With more than 200 million registered gross tons, Nippon Kaiji Kyokai, perhaps better known as ClassNK, is the world’s largest classification society and is showing no signs of stopping or slowing down any time soon.
In fact, the Tokyo-based class society took just five years to grow its register from 150 million to 200 million gross tons, compared with the ten years it took to grow from 100 million gross tons (achieved in 1997) to 150 million (2007). According to IHS Fairplay data, ClassNK is the leading classification society for bulk carriers with nearly three times more than the next member in the International Association of Classification Society, and is also the leading class society in IACS for tankers and second for container carriers in terms of ship numbers.
Part of this growth, ClassNK Chairman and President Noboru Ueda says, is due to the incredible growth of the wider maritime industry and its internationalization, but also the success of a new approach to ship classification, called Common Structural Rules (CSR), that ClassNK began implementing when Ueda took on his current role in 2008.
With the development of CSR, there is now one common set of rules for tankers and bulk carriers which allows for greater safety and transparency than the previous system, where there was one set of rules from each class society. The development of the CSR helped make use of the wealth of data and technical experience ClassNK has accumulated from more than a century of ship classification. Not only that, but ClassNK is offering further support by providing timely briefings both in Japan and abroad whenever a rule is amended or added to the CSR , as well as created special “Hull Department” that provides technical consultation services and support to clients.
“With the development of the Common Structural Rules, the professionalization of the maritime industry, as well as the increasing demands of new regulations on ship owners and yards, we realized it would no longer be enough to simply have the greatest technical expertise,” Mr. Ueda said. “Instead, we would need to pair our commitment to technical excellence, with a dedication to supporting the maritime industry and providing the very best service to our clients around the globe.
“In line with this new approach, we embarked on a campaign to expand our network of offices around the world, and in doing so provide better, more timely and lower cost service to owners and yards. And over the past four years, I have personally overseen the establishment of 22 new offices around the globe, by far the largest and most rapid expansion in ClassNK’s history of more than a century.”
ClassNK currently operates a network of 98 offices outside Japan, including 22 that have opened since Mr. Ueda became Chairman, that have helped the Society’s register grow by more than 50 million gross tons, or 25% of the Society’s total register, over the last five years.
This growth was no coincidence either. Last November, ClassNK established a new section of the Society’s Survey Department in Hamburg with senior staff from Tokyo in order to provide better service to German ship owners. This marked the first time the Society had placed head office management staff and functions outside of Japan and, as a result, greatly strengthened ClassNK’s presence in Hamburg where the Society has already been active for three decades.

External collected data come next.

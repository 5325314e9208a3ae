//! CLINICA Server — Application entry point.

use clinica_db::{DbConfig, DbManager, run_migrations};
use tracing_subscriber::EnvFilter;

fn env_or(key: &str, default: &str) -> String {
    std::env::var(key).unwrap_or_else(|_| default.to_string())
}

#[tokio::main]
async fn main() {
    tracing_subscriber::fmt()
        .with_env_filter(
            EnvFilter::from_default_env().add_directive("clinica=info".parse().unwrap()),
        )
        .json()
        .init();

    tracing::info!("Starting CLINICA server...");

    let config = DbConfig {
        url: env_or("CLINICA_DB_URL", "127.0.0.1:8000"),
        namespace: env_or("CLINICA_DB_NAMESPACE", "clinica"),
        database: env_or("CLINICA_DB_DATABASE", "main"),
        username: env_or("CLINICA_DB_USER", "root"),
        password: env_or("CLINICA_DB_PASSWORD", "root"),
    };

    let manager = match DbManager::connect(&config).await {
        Ok(manager) => manager,
        Err(e) => {
            tracing::error!(error = %e, "Failed to connect to SurrealDB");
            std::process::exit(1);
        }
    };

    if let Err(e) = run_migrations(manager.client()).await {
        tracing::error!(error = %e, "Failed to apply database migrations");
        std::process::exit(1);
    }

    // TODO: Start REST API server

    tracing::info!("CLINICA server stopped.");
}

Turns out the strategy paid off. Over the past year German owners have transferred 20 vessels totaling about one million gross tons to ClassNK. Most recently, ClassNK marked a “new era” with the transfer of eight vessels to its register by German companies including RHL Reederei Hamburger Lloyd GmbH & Co. KG, BF Shipmanagement GmbH & Co. KG and Johann M. K. Blumenthal GmbH & Co. KG.
“I do not think this is simply a coincidence, but see it rather as proof of our idea that providing ever better service leads to ever greater success,” Mr. Ueda said. “Even though 200 million gross tons is a great and unparalleled achievement, I believe it is only a milestone on a path towards even greater achievements in the future. Even as we have been expanding we have been considering the next steps necessary to ensure our success in the years to come.”